In Reason in History (1837), Hegel explains his relationship to the history of humanity by relying on his concept of dialectics and where the rationality of the real supplants the action of men, who are only puppets of a higher will and have no real impact on the course of events. This “cunning of reason” is explained in more detail in the Lessons on the philosophy of history, where Hegel also provides his opinion on the role and legitimacy of a state. Finally, the Principles of Philosophy and Law (1820) serve as a complement to the philosophy of law courses taught by Hegel, in particular by shedding light on concepts such as the individual liberties and the impact of civil society on state decisions.
- August 27, 1770: Birth of Georg Wilhelm Friedrich Hegel
- Hegel was born on August 27, 1770 in Stuttgart in the Duchy of Württemberg (current Land of Baden-Württemberg in southwestern Germany). He is the son of Georg Ludwig Hegel, magistrate at the Court of Auditors in the service of the Duke of Württemberg, and of Maria Magdalena Louisa Fromm. He is the oldest of three children. Her sister Christiane Luise Hegel, born in 1773, began a career as a preceptor like her older brother. Ludwig Hegel, the last born of the siblings in 1776, enlisted in the army and succumbed during the Russian campaign of 1812, when the coalition of the armies of Napoleon I had to abandon the plan to invade the Empire Russian. During his studies in Tübingen, Hegel befriended Hölderlin and Schelling. All three would become important intellectuals of their time, and are among the best known representatives of German idealism.
- 1807: Publication of the Phenomenology of the Spirit
- Determined to go beyond Kantian’s prohibition on knowing things in themselves, in themselves, Hegel publishes the dialectical work “Phenomenology of the Spirit”. Kant showed that it is not possible to access things but that man could only have representations of them. Hegel seeks to demonstrate the opposite by relying on dialectics: each knowledge allows another knowledge to be born which, under a contradictory aspect, is in fact the extension of the first one. He thus takes the metaphor of the flower which is both the negation of the bud and its extension, in the same way for the fruit vis-à-vis the flower.
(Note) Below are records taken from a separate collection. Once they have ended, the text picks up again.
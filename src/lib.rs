mod config;
mod db;
mod escalation;
mod events;
mod host;
mod monitors;
mod report;
mod session;

use std::sync::Arc;
use std::time::Duration;

use anyhow::Result;
use log::warn;

pub use config::{ConfigStore, ProctorConfig};
pub use db::Database;
pub use escalation::{Escalator, Verdict, ViolationCategory, WarningCounter, DEFAULT_MAX_WARNINGS};
pub use events::{EventKind, SecurityEvent};
pub use host::{HostError, Notifier, WindowControl};
pub use monitors::{
    ActionDecision, ActionInterceptor, ClipboardMonitor, CloseDecision, FocusMonitor,
    ProcessWatchConfig, ProcessWatchController, WindowStateMonitor,
};
pub use report::{
    spawn_reporter, AuditLevel, AuditLog, CollectorClient, RegistrationError, Reporter,
    ReporterController, SessionDescriptor, SnippetPayload, SnippetType,
};
pub use session::{SessionContext, SessionLifecycle, SessionSnapshot, TerminateReason};

/// Initialize logging from `RUST_LOG`, defaulting to info. Hosts call this
/// once at startup; repeat calls are harmless.
pub fn init_logging() {
    let _ = env_logger::Builder::from_default_env()
        .filter_level(log::LevelFilter::Info)
        .try_init();
}

/// The proctoring agent. Owns the shared session context, the reporter,
/// and one instance of each monitor, and exposes the callback surface the
/// host wires its own events into.
///
/// All callback methods are expected on one logical event thread (the
/// host's UI/event dispatch); the process watcher and the reporter run on
/// background tasks and only read the session context. Construction must
/// happen inside a tokio runtime so those tasks can be spawned.
pub struct ProctorEngine {
    config: ProctorConfig,
    context: SessionContext,
    lifecycle: SessionLifecycle,
    reporter: Reporter,
    reporter_controller: ReporterController,
    notifier: Arc<dyn Notifier>,
    window_control: Arc<dyn WindowControl>,
    clipboard_monitor: ClipboardMonitor,
    focus_monitor: FocusMonitor,
    window_monitor: WindowStateMonitor,
    action_interceptor: ActionInterceptor,
    process_watch: ProcessWatchController,
}

impl ProctorEngine {
    pub fn new(
        config: ProctorConfig,
        notifier: Arc<dyn Notifier>,
        window_control: Arc<dyn WindowControl>,
    ) -> Result<Self> {
        let database = Database::new(config.data_dir.join("examguard.sqlite3"))?;
        let audit = Arc::new(AuditLog::create(&config.data_dir.join("logs"))?);
        let collector = CollectorClient::new(
            &config.collector_url,
            Duration::from_secs(config.report_timeout_secs),
        )?;

        let (reporter, reporter_controller) = spawn_reporter(collector.clone(), audit.clone());

        let context = SessionContext::new();
        let lifecycle = SessionLifecycle::new(
            context.clone(),
            collector,
            reporter.clone(),
            database,
            audit,
        );

        let escalator = Escalator::new(config.max_warnings);
        let clipboard_monitor = ClipboardMonitor::new(context.clone(), reporter.clone());
        let focus_monitor = FocusMonitor::new(
            lifecycle.clone(),
            reporter.clone(),
            notifier.clone(),
            escalator,
        );
        let window_monitor = WindowStateMonitor::new(
            lifecycle.clone(),
            reporter.clone(),
            notifier.clone(),
            window_control.clone(),
            escalator,
            config.resize_threshold_px,
        );
        let action_interceptor = ActionInterceptor::new(
            context.clone(),
            reporter.clone(),
            notifier.clone(),
            config.restricted_actions.clone(),
        );

        Ok(Self {
            config,
            context,
            lifecycle,
            reporter,
            reporter_controller,
            notifier,
            window_control,
            clipboard_monitor,
            focus_monitor,
            window_monitor,
            action_interceptor,
            process_watch: ProcessWatchController::new(),
        })
    }

    pub fn context(&self) -> &SessionContext {
        &self.context
    }

    /// Validate and bind a session, then arm every monitor against it.
    pub async fn register(
        &mut self,
        candidate_id: &str,
        client_name: &str,
        roll_number: &str,
    ) -> Result<(), RegistrationError> {
        self.lifecycle
            .register(candidate_id, client_name, roll_number)
            .await?;
        self.arm_session();
        Ok(())
    }

    /// Resume a session persisted before a host restart, if one exists and
    /// has not expired.
    pub async fn restore(&mut self) -> Result<bool> {
        let restored = self.lifecycle.restore().await?;
        if restored {
            self.arm_session();
        }
        Ok(restored)
    }

    fn arm_session(&mut self) {
        // Fresh monitor state per session: counters start at zero because
        // the monitors themselves are rebuilt, not reset in place.
        let escalator = Escalator::new(self.config.max_warnings);
        self.clipboard_monitor =
            ClipboardMonitor::new(self.context.clone(), self.reporter.clone());
        self.focus_monitor = FocusMonitor::new(
            self.lifecycle.clone(),
            self.reporter.clone(),
            self.notifier.clone(),
            escalator,
        );
        self.window_monitor = WindowStateMonitor::new(
            self.lifecycle.clone(),
            self.reporter.clone(),
            self.notifier.clone(),
            self.window_control.clone(),
            escalator,
            self.config.resize_threshold_px,
        );
        self.action_interceptor = ActionInterceptor::new(
            self.context.clone(),
            self.reporter.clone(),
            self.notifier.clone(),
            self.config.restricted_actions.clone(),
        );

        self.window_monitor.activate();

        if !self.process_watch.is_running() {
            let watch_config = ProcessWatchConfig {
                initial_delay: Duration::from_secs(self.config.process_check_initial_delay_secs),
                interval: Duration::from_secs(self.config.process_check_interval_secs),
                denylist: self.config.suspicious_apps.clone(),
            };
            if let Err(err) = self.process_watch.start(
                self.context.clone(),
                self.reporter.clone(),
                self.notifier.clone(),
                watch_config,
            ) {
                warn!("failed to start process watcher: {err:#}");
            }
        }
    }

    /// Stop the background workers. The session itself, if still active,
    /// stays registered; monitors simply stop observing.
    pub async fn shutdown(&mut self) -> Result<()> {
        self.process_watch.stop().await?;
        self.reporter_controller.shutdown().await?;
        Ok(())
    }

    // --- host callback surface ---------------------------------------

    pub fn on_copy(&self, text: &str) -> String {
        self.clipboard_monitor.on_copy(text)
    }

    pub fn on_paste(&self, text: &str) -> String {
        self.clipboard_monitor.on_paste(text)
    }

    pub fn on_app_activated(&mut self) {
        self.focus_monitor.on_app_activated();
    }

    pub fn on_app_deactivated(&mut self) {
        self.focus_monitor.on_app_deactivated();
    }

    pub fn on_window_iconified(&mut self) {
        self.window_monitor.on_iconified();
    }

    pub fn on_window_deiconified(&mut self) {
        self.window_monitor.on_deiconified();
    }

    pub fn on_window_resized(&mut self, width: u32, height: u32) {
        self.window_monitor.on_resized(width, height);
    }

    pub fn on_close_requested(&mut self) -> CloseDecision {
        self.window_monitor.on_close_requested()
    }

    pub fn before_action(&mut self, action_id: &str) -> ActionDecision {
        self.action_interceptor.before_action(action_id)
    }

    pub fn before_keystroke(&self, character: char) {
        self.action_interceptor.before_keystroke(character);
    }
}
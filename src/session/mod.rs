pub mod context;
pub mod lifecycle;

pub use context::{SessionContext, SessionSnapshot};
pub use lifecycle::{SessionLifecycle, TerminateReason};
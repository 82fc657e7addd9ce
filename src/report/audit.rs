use std::{
    fs::{self, File, OpenOptions},
    io::Write,
    path::{Path, PathBuf},
    sync::Mutex,
};

use anyhow::{Context, Result};
use chrono::Local;
use log::error;

#[derive(Debug, Clone, Copy, PartialEq, Eq)]
pub enum AuditLevel {
    Info,
    Warning,
    Critical,
}

impl AuditLevel {
    fn as_str(&self) -> &'static str {
        match self {
            AuditLevel::Info => "INFO",
            AuditLevel::Warning => "WARNING",
            AuditLevel::Critical => "CRITICAL",
        }
    }
}

/// Append-only local security log, one file per process start. Never
/// rewritten; appends are serialized because both the host event thread and
/// the background process watcher write here.
pub struct AuditLog {
    path: PathBuf,
    file: Mutex<File>,
}

impl AuditLog {
    pub fn create(dir: &Path) -> Result<Self> {
        fs::create_dir_all(dir)
            .with_context(|| format!("failed to create audit log directory {}", dir.display()))?;

        let stamp = Local::now().format("%Y%m%d_%H%M%S");
        let path = dir.join(format!("exam_security_log_{stamp}.txt"));

        let mut file = OpenOptions::new()
            .create(true)
            .append(true)
            .open(&path)
            .with_context(|| format!("failed to open audit log {}", path.display()))?;

        writeln!(file, "Exam Security Log")
            .and_then(|_| {
                writeln!(
                    file,
                    "Started: {}",
                    Local::now().format("%Y-%m-%d %H:%M:%S")
                )
            })
            .and_then(|_| writeln!(file, "----------------------------------------\n"))
            .context("failed to write audit log header")?;

        Ok(Self {
            path,
            file: Mutex::new(file),
        })
    }

    pub fn path(&self) -> &Path {
        &self.path
    }

    /// Append one entry. Failures are logged and swallowed: the audit log
    /// is a side channel and must never break the monitor that called it.
    pub fn append(&self, level: AuditLevel, event: &str, session_id: &str, user: &str) {
        let entry = format!(
            "[{}] {}\n  Time: {}\n  Session ID: {}\n  User: {}\n----------------------------------------\n",
            level.as_str(),
            event,
            Local::now().format("%Y-%m-%d %H:%M:%S"),
            session_id,
            user,
        );

        let mut guard = match self.file.lock() {
            Ok(guard) => guard,
            Err(poisoned) => poisoned.into_inner(),
        };
        if let Err(err) = guard.write_all(entry.as_bytes()) {
            error!("failed to append to audit log {}: {err}", self.path.display());
        }
    }
}

#[cfg(test)]
mod tests {
    use super::*;

    fn temp_dir() -> PathBuf {
        std::env::temp_dir().join(format!("examguard-audit-{}", uuid::Uuid::new_v4()))
    }

    #[test]
    fn test_creates_file_with_header() {
        let dir = temp_dir();
        let audit = AuditLog::create(&dir).unwrap();

        let contents = fs::read_to_string(audit.path()).unwrap();
        assert!(contents.starts_with("Exam Security Log\n"));
        assert!(contents.contains("Started: "));

        let _ = fs::remove_dir_all(dir);
    }

    #[test]
    fn test_append_writes_structured_entry() {
        let dir = temp_dir();
        let audit = AuditLog::create(&dir).unwrap();

        audit.append(AuditLevel::Warning, "Focus loss detected", "42", "Alice (R001)");
        audit.append(AuditLevel::Critical, "Exam voided", "42", "Alice (R001)");

        let contents = fs::read_to_string(audit.path()).unwrap();
        assert!(contents.contains("[WARNING] Focus loss detected"));
        assert!(contents.contains("  Session ID: 42"));
        assert!(contents.contains("  User: Alice (R001)"));
        assert!(contents.contains("[CRITICAL] Exam voided"));

        // Entries accumulate, never replace.
        let warning_index = contents.find("[WARNING]").unwrap();
        let critical_index = contents.find("[CRITICAL]").unwrap();
        assert!(warning_index < critical_index);

        let _ = fs::remove_dir_all(dir);
    }
}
- November 14, 1831: Death of Georg Wilhelm Friedrich Hegel
- Hegel died on November 14, 1831 in Berlin. The exact causes of his death are subject to debate. Some believe he was the victim of a stomach condition, such as cancer or a gastric ulcer. But the track of cholera also seems plausible, since the kingdom of Prussia was at that time affected by a violent pandemic. The latter reached France in 1832 and caused many victims. Hegel had several children with different wives. He married in 1811 with Marie Helena Susanna von Tucher. One of his sons, Karl von Hegel, became a recognized medievalist of his time. Hegel rests in the Dorotheenstadt cemetery, alongside those of Johann Gottlieb Fichte, another German idealist philosopher.